Records contained in a dataset
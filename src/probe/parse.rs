//! Trace report parsing.
//!
//! The trace utilities print one line per hop, in one of two shapes:
//!
//! - stats lines (`pathping`): `  2   192.168.1.1      5/ 100 =  5%  |`
//! - row lines (`mtr -r`): `  3.|-- 10.0.0.1   20.0%   5   10.1  10.3 ...`
//!
//! Lines are tried against the stats shape first, then the row shape; the
//! first shape that matches decides the line, so a line yields at most one
//! finding. A hop whose reply field is `*` or `---` is inconclusive and
//! yields nothing, as do `pathping` link rows. Everything else (headers,
//! banners, blank lines) is skipped.

use std::net::Ipv4Addr;
use std::sync::OnceLock;

use regex::{Captures, Regex};

/// Reply-field values meaning "no data for this hop".
const NO_REPLY_SENTINELS: [&str; 2] = ["*", "---"];

/// Host value `mtr` prints for a hop it could not resolve.
const UNRESOLVED_HOST: &str = "???";

/// Packet loss observed at one hop.
#[derive(Debug, Clone, PartialEq, Eq)]
pub struct LossFinding {
    /// Hop index, when the line carries one.
    pub hop: Option<u32>,
    /// Address of the hop, `None` when unresolved.
    pub address: Option<String>,
    /// Loss percentage, 0-100.
    pub loss_percent: u8,
}

impl LossFinding {
    /// Render as a single warning line for the report.
    pub fn describe(&self, target: &str) -> String {
        let address = self.address.as_deref().unwrap_or("an unresolved hop");
        let hop = self
            .hop
            .map(|n| format!(" (hop {})", n))
            .unwrap_or_default();
        format!(
            "⚠️ {}% packet loss detected at {}{} while reaching {}.",
            self.loss_percent, address, hop, target
        )
    }
}

/// Classification of one line of trace output.
#[derive(Debug, Clone, PartialEq, Eq)]
pub enum HopLine {
    /// A hop with a measured loss value (possibly 0%).
    Loss(LossFinding),
    /// A hop line whose reply field is a no-data sentinel.
    NoReply,
    /// A `pathping` link row: loss between two hops, no index or address.
    /// The same loss shows up on the next hop's own line.
    Link,
    /// Anything that is not a hop line.
    Other,
}

/// The report sent when no hop showed loss.
pub fn no_loss_message(target: &str) -> String {
    format!("No packet loss detected to {}.", target)
}

/// Parse raw trace output into the list of lossy hops.
///
/// Zero-loss hops, sentinel hops and unrecognised lines are dropped.
pub fn parse_findings(output: &str) -> Vec<LossFinding> {
    output
        .lines()
        .filter_map(|line| match classify_line(line) {
            HopLine::Loss(finding) if finding.loss_percent > 0 => Some(finding),
            _ => None,
        })
        .collect()
}

/// Format findings as the webhook message, one line per hop.
pub fn format_report(findings: &[LossFinding], target: &str) -> String {
    if findings.is_empty() {
        return no_loss_message(target);
    }

    findings
        .iter()
        .map(|f| f.describe(target))
        .collect::<Vec<_>>()
        .join("\n")
}

/// Parse raw trace output and render the report message.
pub fn render_report(output: &str, target: &str) -> String {
    format_report(&parse_findings(output), target)
}

/// Classify a single line. Stats shape wins over row shape.
pub fn classify_line(line: &str) -> HopLine {
    if let Some(hop_line) = match_stats_line(line) {
        return hop_line;
    }
    if let Some(hop_line) = match_row_line(line) {
        return hop_line;
    }
    HopLine::Other
}

/// `pathping` shape: `[hop] [rtt|address ...] lost/ sent = pct% ...`.
///
/// The first `lost/sent` group is the source-to-here figure and is the one
/// reported. The address is the first dotted quad outside that group.
fn match_stats_line(line: &str) -> Option<HopLine> {
    static STATS: OnceLock<Regex> = OnceLock::new();
    let stats = STATS.get_or_init(|| {
        Regex::new(r"(?P<lost>\d+)/\s*(?P<sent>\d+)\s*=\s*(?P<pct>\d+)%").unwrap()
    });

    static LEADING_HOP: OnceLock<Regex> = OnceLock::new();
    let leading_hop = LEADING_HOP.get_or_init(|| Regex::new(r"^\s*(?P<hop>\d+)\s").unwrap());

    let caps = stats.captures(line)?;
    let group = caps.get(0)?;
    let prefix = &line[..group.start()];
    let suffix = &line[group.end()..];

    let (hop, fields) = match leading_hop.captures(prefix) {
        Some(h) => (
            h.name("hop").and_then(|m| m.as_str().parse::<u32>().ok()),
            &prefix[h.get(0).map_or(0, |m| m.end())..],
        ),
        None => (None, prefix),
    };

    if fields.split_whitespace().any(is_sentinel) {
        return Some(HopLine::NoReply);
    }

    let loss_percent = percent_from_int(&caps, "pct")?;
    let address = first_ipv4(prefix).or_else(|| first_ipv4(suffix));

    if hop.is_none() && address.is_none() {
        return Some(HopLine::Link);
    }

    Some(HopLine::Loss(LossFinding {
        hop: hop.filter(|n| *n > 0),
        address,
        loss_percent,
    }))
}

/// `mtr --report` shape: `hop[.|--] host [(ip)] loss% timing...`.
fn match_row_line(line: &str) -> Option<HopLine> {
    static ROW: OnceLock<Regex> = OnceLock::new();
    let row = ROW.get_or_init(|| {
        Regex::new(
            r"^\s*(?P<hop>\d+)\.?(?:\|--)?\s+(?P<host>\S+)(?:\s+\((?P<ip>[^)\s]*)\))?\s+(?P<loss>\d+(?:\.\d+)?)%(?P<rest>.*)$",
        )
        .unwrap()
    });

    let caps = row.captures(line)?;
    let host = caps.name("host")?.as_str();
    let rest = caps.name("rest").map_or("", |m| m.as_str());

    if is_sentinel(host) || rest.split_whitespace().any(is_sentinel) {
        return Some(HopLine::NoReply);
    }

    let loss: f64 = caps.name("loss")?.as_str().parse().ok()?;
    let loss_percent = loss.round().clamp(0.0, 100.0) as u8;

    let address = caps
        .name("ip")
        .map(|m| m.as_str())
        .filter(|ip| !ip.is_empty())
        .or(Some(host))
        .filter(|h| *h != UNRESOLVED_HOST)
        .map(str::to_string);

    let hop = caps
        .name("hop")
        .and_then(|m| m.as_str().parse::<u32>().ok())
        .filter(|n| *n > 0);

    Some(HopLine::Loss(LossFinding {
        hop,
        address,
        loss_percent,
    }))
}

fn is_sentinel(token: &str) -> bool {
    NO_REPLY_SENTINELS.contains(&token)
}

fn percent_from_int(caps: &Captures<'_>, name: &str) -> Option<u8> {
    let pct: u32 = caps.name(name)?.as_str().parse().ok()?;
    Some(pct.min(100) as u8)
}

fn first_ipv4(text: &str) -> Option<String> {
    static DOTTED_QUAD: OnceLock<Regex> = OnceLock::new();
    let dotted_quad =
        DOTTED_QUAD.get_or_init(|| Regex::new(r"\b\d{1,3}(?:\.\d{1,3}){3}\b").unwrap());

    dotted_quad
        .find_iter(text)
        .map(|m| m.as_str())
        .find(|candidate| candidate.parse::<Ipv4Addr>().is_ok())
        .map(str::to_string)
}
//! Trace utility execution with a wall-clock bound.

use std::process::Stdio;
use std::time::Duration;

use tokio::io::{AsyncRead, AsyncReadExt};
use tokio::process::{Child, Command};

use super::{ProbeError, ProbeResult, TraceCommand};
use crate::config::JobConfig;

/// How long a terminated child gets to exit before it is killed.
const DEFAULT_GRACE: Duration = Duration::from_secs(2);

/// Runs the trace utility against a target and captures its report.
#[derive(Debug, Clone)]
pub struct ProbeRunner {
    command: TraceCommand,
    timeout: Duration,
    grace: Duration,
}

impl ProbeRunner {
    pub fn new(command: TraceCommand, timeout: Duration) -> Self {
        Self {
            command,
            timeout,
            grace: DEFAULT_GRACE,
        }
    }

    /// Runner for the host's trace utility, bounded by the job config.
    pub fn for_host(config: &JobConfig) -> Self {
        Self::new(TraceCommand::for_host(config.probe_cycles), config.probe_timeout)
    }

    #[cfg(test)]
    pub fn with_grace(mut self, grace: Duration) -> Self {
        self.grace = grace;
        self
    }

    pub fn command(&self) -> &TraceCommand {
        &self.command
    }

    /// Run one trace against `target`.
    ///
    /// Never fails outright: spawn errors, timeouts and non-zero exits are
    /// reported through `ProbeResult::error`. The child does not outlive
    /// this call.
    pub async fn run(&self, target: &str) -> ProbeResult {
        let program = &self.command.program;

        let mut child = match Command::new(program)
            .args(self.command.args_for(target))
            .stdin(Stdio::null())
            .stdout(Stdio::piped())
            .stderr(Stdio::piped())
            .kill_on_drop(true)
            .spawn()
        {
            Ok(child) => child,
            Err(e) => {
                tracing::error!("Failed to start {} for {}: {}", program, target, e);
                return ProbeResult::failed(
                    ProbeError::Spawn {
                        program: program.clone(),
                        reason: e.to_string(),
                    },
                    None,
                );
            }
        };

        tracing::debug!("Started {} (pid {:?}) for {}", program, child.id(), target);

        let stdout = child.stdout.take();
        let stderr = child.stderr.take();

        let outcome = tokio::time::timeout(self.timeout, async {
            let (status, out, err) =
                tokio::join!(child.wait(), read_pipe(stdout), read_pipe(stderr));
            Ok::<_, std::io::Error>((status?, out?, err?))
        })
        .await;

        match outcome {
            Err(_) => {
                tracing::warn!(
                    "{} for {} exceeded {:?}, terminating",
                    program,
                    target,
                    self.timeout
                );
                terminate(&mut child, self.grace).await;
                ProbeResult::failed(ProbeError::Timeout(self.timeout), None)
            }
            Ok(Err(e)) => {
                terminate(&mut child, self.grace).await;
                ProbeResult::failed(ProbeError::Io(e.to_string()), None)
            }
            Ok(Ok((status, out, err))) => {
                let code = status.code();
                if status.success() {
                    let raw = String::from_utf8_lossy(&out).into_owned();
                    tracing::debug!("Raw output from {} for {}:\n{}", program, target, raw);
                    return ProbeResult::completed(raw, code.unwrap_or(0));
                }

                let stderr = String::from_utf8_lossy(&err).trim().to_string();
                let reason = if stderr.is_empty() {
                    format!("{} exited with {}", program, status)
                } else {
                    stderr
                };
                tracing::warn!("{} for {} failed: {}", program, target, reason);
                ProbeResult::failed(ProbeError::Command(reason), code)
            }
        }
    }
}

async fn read_pipe<R: AsyncRead + Unpin>(pipe: Option<R>) -> std::io::Result<Vec<u8>> {
    let mut buf = Vec::new();
    if let Some(mut pipe) = pipe {
        pipe.read_to_end(&mut buf).await?;
    }
    Ok(buf)
}

/// Ask the child to exit, then kill it if it is still around after `grace`.
async fn terminate(child: &mut Child, grace: Duration) {
    if send_terminate(child) {
        match tokio::time::timeout(grace, child.wait()).await {
            Ok(Ok(status)) => {
                tracing::debug!("Trace child exited after terminate: {}", status);
                return;
            }
            Ok(Err(e)) => tracing::warn!("Waiting for trace child failed: {}", e),
            Err(_) => tracing::warn!("Trace child ignored terminate, killing"),
        }
    }

    // kill() also reaps the child
    if let Err(e) = child.kill().await {
        tracing::error!("Failed to kill trace child: {}", e);
    }
}

#[cfg(unix)]
fn send_terminate(child: &Child) -> bool {
    let Some(pid) = child.id() else {
        // Already reaped
        return false;
    };
    // SAFETY: pid is our own child and has not been reaped yet
    unsafe { libc::kill(pid as libc::pid_t, libc::SIGTERM) == 0 }
}

#[cfg(not(unix))]
fn send_terminate(_child: &Child) -> bool {
    false
}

» **Requirement**:
The answer must consist of every line from the entries above that contains the string "const".

» **Exercise output**:
const NO_REPLY_SENTINELS: [&str; 2] = ["*", "---"];
const UNRESOLVED_HOST: &str = "???";
const DEFAULT_GRACE: Duration = Duration::from_secs(2);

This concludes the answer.